WHAT IS NEEDED :: Once you have read the listing, write it all out exactly.

MATERIAL FOR THIS TASK ::
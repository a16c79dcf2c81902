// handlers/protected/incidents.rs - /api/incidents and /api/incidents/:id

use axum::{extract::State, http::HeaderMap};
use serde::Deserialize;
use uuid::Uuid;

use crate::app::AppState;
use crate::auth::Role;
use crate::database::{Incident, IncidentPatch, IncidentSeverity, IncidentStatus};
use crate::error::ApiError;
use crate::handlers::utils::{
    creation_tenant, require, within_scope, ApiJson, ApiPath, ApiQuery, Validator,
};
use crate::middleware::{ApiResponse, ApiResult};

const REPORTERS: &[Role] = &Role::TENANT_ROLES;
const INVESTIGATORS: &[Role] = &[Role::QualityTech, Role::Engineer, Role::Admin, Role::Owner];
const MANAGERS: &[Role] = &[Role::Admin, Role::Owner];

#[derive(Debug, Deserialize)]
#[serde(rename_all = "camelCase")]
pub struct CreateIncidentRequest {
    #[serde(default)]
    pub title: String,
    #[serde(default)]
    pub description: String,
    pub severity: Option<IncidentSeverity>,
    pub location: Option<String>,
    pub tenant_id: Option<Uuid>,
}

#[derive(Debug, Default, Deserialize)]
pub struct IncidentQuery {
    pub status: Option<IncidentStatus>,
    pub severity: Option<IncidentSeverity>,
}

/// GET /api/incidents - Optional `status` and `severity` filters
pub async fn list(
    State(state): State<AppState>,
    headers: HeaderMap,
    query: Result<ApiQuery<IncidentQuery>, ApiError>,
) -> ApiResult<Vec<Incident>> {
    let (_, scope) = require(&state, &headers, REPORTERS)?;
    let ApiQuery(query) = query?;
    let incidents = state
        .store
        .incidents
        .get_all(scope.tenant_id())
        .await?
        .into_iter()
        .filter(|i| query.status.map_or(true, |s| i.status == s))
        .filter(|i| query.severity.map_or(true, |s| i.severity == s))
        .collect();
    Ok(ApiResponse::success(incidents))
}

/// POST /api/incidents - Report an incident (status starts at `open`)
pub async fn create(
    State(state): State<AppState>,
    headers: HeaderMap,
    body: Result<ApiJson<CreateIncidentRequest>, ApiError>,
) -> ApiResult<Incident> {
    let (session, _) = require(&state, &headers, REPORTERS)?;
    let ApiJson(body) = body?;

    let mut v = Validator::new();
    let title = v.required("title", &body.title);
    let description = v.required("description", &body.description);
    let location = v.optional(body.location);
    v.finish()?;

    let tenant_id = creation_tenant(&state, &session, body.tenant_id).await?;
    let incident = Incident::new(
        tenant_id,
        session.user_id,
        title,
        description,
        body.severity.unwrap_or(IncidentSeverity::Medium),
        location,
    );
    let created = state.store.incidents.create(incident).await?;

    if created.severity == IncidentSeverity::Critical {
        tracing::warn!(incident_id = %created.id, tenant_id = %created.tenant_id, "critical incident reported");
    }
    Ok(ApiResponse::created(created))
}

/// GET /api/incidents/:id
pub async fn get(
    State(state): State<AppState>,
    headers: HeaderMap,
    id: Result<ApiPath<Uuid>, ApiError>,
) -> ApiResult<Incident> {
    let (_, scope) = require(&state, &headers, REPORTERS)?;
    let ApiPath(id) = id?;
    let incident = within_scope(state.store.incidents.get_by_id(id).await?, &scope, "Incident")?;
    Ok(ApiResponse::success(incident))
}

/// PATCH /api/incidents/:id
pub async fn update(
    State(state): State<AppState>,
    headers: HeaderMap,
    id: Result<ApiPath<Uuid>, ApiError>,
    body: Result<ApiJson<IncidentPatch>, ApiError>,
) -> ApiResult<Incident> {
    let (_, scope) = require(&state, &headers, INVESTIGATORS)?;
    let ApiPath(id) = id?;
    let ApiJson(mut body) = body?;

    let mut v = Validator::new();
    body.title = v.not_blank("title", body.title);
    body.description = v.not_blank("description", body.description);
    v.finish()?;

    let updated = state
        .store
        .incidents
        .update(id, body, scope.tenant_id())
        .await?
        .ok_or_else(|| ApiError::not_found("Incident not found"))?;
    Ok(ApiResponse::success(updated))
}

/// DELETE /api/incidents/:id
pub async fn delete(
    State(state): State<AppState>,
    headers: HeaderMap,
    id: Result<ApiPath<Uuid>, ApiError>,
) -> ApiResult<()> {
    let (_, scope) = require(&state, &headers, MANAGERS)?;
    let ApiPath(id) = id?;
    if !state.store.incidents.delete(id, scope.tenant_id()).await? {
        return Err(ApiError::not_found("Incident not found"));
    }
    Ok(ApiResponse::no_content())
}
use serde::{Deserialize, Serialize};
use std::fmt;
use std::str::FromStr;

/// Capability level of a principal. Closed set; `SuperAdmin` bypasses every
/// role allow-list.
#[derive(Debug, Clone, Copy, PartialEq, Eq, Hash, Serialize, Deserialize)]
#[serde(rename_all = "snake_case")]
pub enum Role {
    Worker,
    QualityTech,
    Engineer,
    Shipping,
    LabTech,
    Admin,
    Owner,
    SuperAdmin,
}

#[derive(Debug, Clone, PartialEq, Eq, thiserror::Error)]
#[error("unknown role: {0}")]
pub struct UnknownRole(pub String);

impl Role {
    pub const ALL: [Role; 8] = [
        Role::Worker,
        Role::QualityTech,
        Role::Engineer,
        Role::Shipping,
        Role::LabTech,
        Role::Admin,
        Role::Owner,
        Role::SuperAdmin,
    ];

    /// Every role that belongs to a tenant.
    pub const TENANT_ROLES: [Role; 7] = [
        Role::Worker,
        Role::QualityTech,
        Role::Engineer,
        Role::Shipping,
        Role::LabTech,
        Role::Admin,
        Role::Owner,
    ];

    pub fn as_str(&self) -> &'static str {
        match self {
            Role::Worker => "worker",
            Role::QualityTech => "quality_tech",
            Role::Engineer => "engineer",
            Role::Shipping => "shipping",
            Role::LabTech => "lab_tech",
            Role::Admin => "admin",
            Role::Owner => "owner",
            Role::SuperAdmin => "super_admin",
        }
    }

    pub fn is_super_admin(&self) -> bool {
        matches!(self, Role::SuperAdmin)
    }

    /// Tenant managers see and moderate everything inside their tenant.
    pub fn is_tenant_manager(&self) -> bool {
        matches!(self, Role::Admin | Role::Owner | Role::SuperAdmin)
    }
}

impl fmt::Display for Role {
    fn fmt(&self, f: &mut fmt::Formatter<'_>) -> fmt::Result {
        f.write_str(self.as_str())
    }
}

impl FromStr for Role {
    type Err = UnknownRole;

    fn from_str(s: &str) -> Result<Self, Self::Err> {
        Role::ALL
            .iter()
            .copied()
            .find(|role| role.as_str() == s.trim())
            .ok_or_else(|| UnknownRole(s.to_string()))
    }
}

RESULT BELOW ::
repository a16c79dcf2c81902
// handlers/protected/incidents.rs - /api/incidents and /api/incidents/:id

use axum::{extract::State, http::HeaderMap};
use serde::Deserialize;
use uuid::Uuid;

use crate::app::AppState;
use crate::auth::Role;
use crate::database::{Incident, IncidentPatch, IncidentSeverity, IncidentStatus};
use crate::error::ApiError;
use crate::handlers::utils::{
    creation_tenant, require, within_scope, ApiJson, ApiPath, ApiQuery, Validator,
};
use crate::middleware::{ApiResponse, ApiResult};

const REPORTERS: &[Role] = &Role::TENANT_ROLES;
const INVESTIGATORS: &[Role] = &[Role::QualityTech, Role::Engineer, Role::Admin, Role::Owner];
const MANAGERS: &[Role] = &[Role::Admin, Role::Owner];

#[derive(Debug, Deserialize)]
#[serde(rename_all = "camelCase")]
pub struct CreateIncidentRequest {
    #[serde(default)]
    pub title: String,
    #[serde(default)]
    pub description: String,
    pub severity: Option<IncidentSeverity>,
    pub location: Option<String>,
    pub tenant_id: Option<Uuid>,
}

#[derive(Debug, Default, Deserialize)]
pub struct IncidentQuery {
    pub status: Option<IncidentStatus>,
    pub severity: Option<IncidentSeverity>,
}

/// GET /api/incidents - Optional `status` and `severity` filters
pub async fn list(
    State(state): State<AppState>,
    headers: HeaderMap,
    query: Result<ApiQuery<IncidentQuery>, ApiError>,
) -> ApiResult<Vec<Incident>> {
    let (_, scope) = require(&state, &headers, REPORTERS)?;
    let ApiQuery(query) = query?;
    let incidents = state
        .store
        .incidents
        .get_all(scope.tenant_id())
        .await?
        .into_iter()
        .filter(|i| query.status.map_or(true, |s| i.status == s))
        .filter(|i| query.severity.map_or(true, |s| i.severity == s))
        .collect();
    Ok(ApiResponse::success(incidents))
}

/// POST /api/incidents - Report an incident (status starts at `open`)
pub async fn create(
    State(state): State<AppState>,
    headers: HeaderMap,
    body: Result<ApiJson<CreateIncidentRequest>, ApiError>,
) -> ApiResult<Incident> {
    let (session, _) = require(&state, &headers, REPORTERS)?;
    let ApiJson(body) = body?;

    let mut v = Validator::new();
    let title = v.required("title", &body.title);
    let description = v.required("description", &body.description);
    let location = v.optional(body.location);
    v.finish()?;

    let tenant_id = creation_tenant(&state, &session, body.tenant_id).await?;
    let incident = Incident::new(
        tenant_id,
        session.user_id,
        title,
        description,
        body.severity.unwrap_or(IncidentSeverity::Medium),
        location,
    );
    let created = state.store.incidents.create(incident).await?;

    if created.severity == IncidentSeverity::Critical {
        tracing::warn!(incident_id = %created.id, tenant_id = %created.tenant_id, "critical incident reported");
    }
    Ok(ApiResponse::created(created))
}

/// GET /api/incidents/:id
pub async fn get(
    State(state): State<AppState>,
    headers: HeaderMap,
    id: Result<ApiPath<Uuid>, ApiError>,
) -> ApiResult<Incident> {
    let (_, scope) = require(&state, &headers, REPORTERS)?;
    let ApiPath(id) = id?;
    let incident = within_scope(state.store.incidents.get_by_id(id).await?, &scope, "Incident")?;
    Ok(ApiResponse::success(incident))
}

/// PATCH /api/incidents/:id
pub async fn update(
    State(state): State<AppState>,
    headers: HeaderMap,
    id: Result<ApiPath<Uuid>, ApiError>,
    body: Result<ApiJson<IncidentPatch>, ApiError>,
) -> ApiResult<Incident> {
    let (_, scope) = require(&state, &headers, INVESTIGATORS)?;
    let ApiPath(id) = id?;
    let ApiJson(mut body) = body?;

    let mut v = Validator::new();
    body.title = v.not_blank("title", body.title);
    body.description = v.not_blank("description", body.description);
    v.finish()?;

    let updated = state
        .store
        .incidents
        .update(id, body, scope.tenant_id())
        .await?
        .ok_or_else(|| ApiError::not_found("Incident not found"))?;
    Ok(ApiResponse::success(updated))
}

/// DELETE /api/incidents/:id
pub async fn delete(
    State(state): State<AppState>,
    headers: HeaderMap,
    id: Result<ApiPath<Uuid>, ApiError>,
) -> ApiResult<()> {
    let (_, scope) = require(&state, &headers, MANAGERS)?;
    let ApiPath(id) = id?;
    if !state.store.incidents.delete(id, scope.tenant_id()).await? {
        return Err(ApiError::not_found("Incident not found"));
    }
    Ok(ApiResponse::no_content())
}
use serde::{Deserialize, Serialize};
use std::fmt;
use std::str::FromStr;

/// Capability level of a principal. Closed set; `SuperAdmin` bypasses every
/// role allow-list.
#[derive(Debug, Clone, Copy, PartialEq, Eq, Hash, Serialize, Deserialize)]
#[serde(rename_all = "snake_case")]
pub enum Role {
    Worker,
    QualityTech,
    Engineer,
    Shipping,
    LabTech,
    Admin,
    Owner,
    SuperAdmin,
}

#[derive(Debug, Clone, PartialEq, Eq, thiserror::Error)]
#[error("unknown role: {0}")]
pub struct UnknownRole(pub String);

impl Role {
    pub const ALL: [Role; 8] = [
        Role::Worker,
        Role::QualityTech,
        Role::Engineer,
        Role::Shipping,
        Role::LabTech,
        Role::Admin,
        Role::Owner,
        Role::SuperAdmin,
    ];

    /// Every role that belongs to a tenant.
    pub const TENANT_ROLES: [Role; 7] = [
        Role::Worker,
        Role::QualityTech,
        Role::Engineer,
        Role::Shipping,
        Role::LabTech,
        Role::Admin,
        Role::Owner,
    ];

    pub fn as_str(&self) -> &'static str {
        match self {
            Role::Worker => "worker",
            Role::QualityTech => "quality_tech",
            Role::Engineer => "engineer",
            Role::Shipping => "shipping",
            Role::LabTech => "lab_tech",
            Role::Admin => "admin",
            Role::Owner => "owner",
            Role::SuperAdmin => "super_admin",
        }
    }

    pub fn is_super_admin(&self) -> bool {
        matches!(self, Role::SuperAdmin)
    }

    /// Tenant managers see and moderate everything inside their tenant.
    pub fn is_tenant_manager(&self) -> bool {
        matches!(self, Role::Admin | Role::Owner | Role::SuperAdmin)
    }
}

impl fmt::Display for Role {
    fn fmt(&self, f: &mut fmt::Formatter<'_>) -> fmt::Result {
        f.write_str(self.as_str())
    }
}

impl FromStr for Role {
    type Err = UnknownRole;

    fn from_str(s: &str) -> Result<Self, Self::Err> {
        Role::ALL
            .iter()
            .copied()
            .find(|role| role.as_str() == s.trim())
            .ok_or_else(|| UnknownRole(s.to_string()))
    }
}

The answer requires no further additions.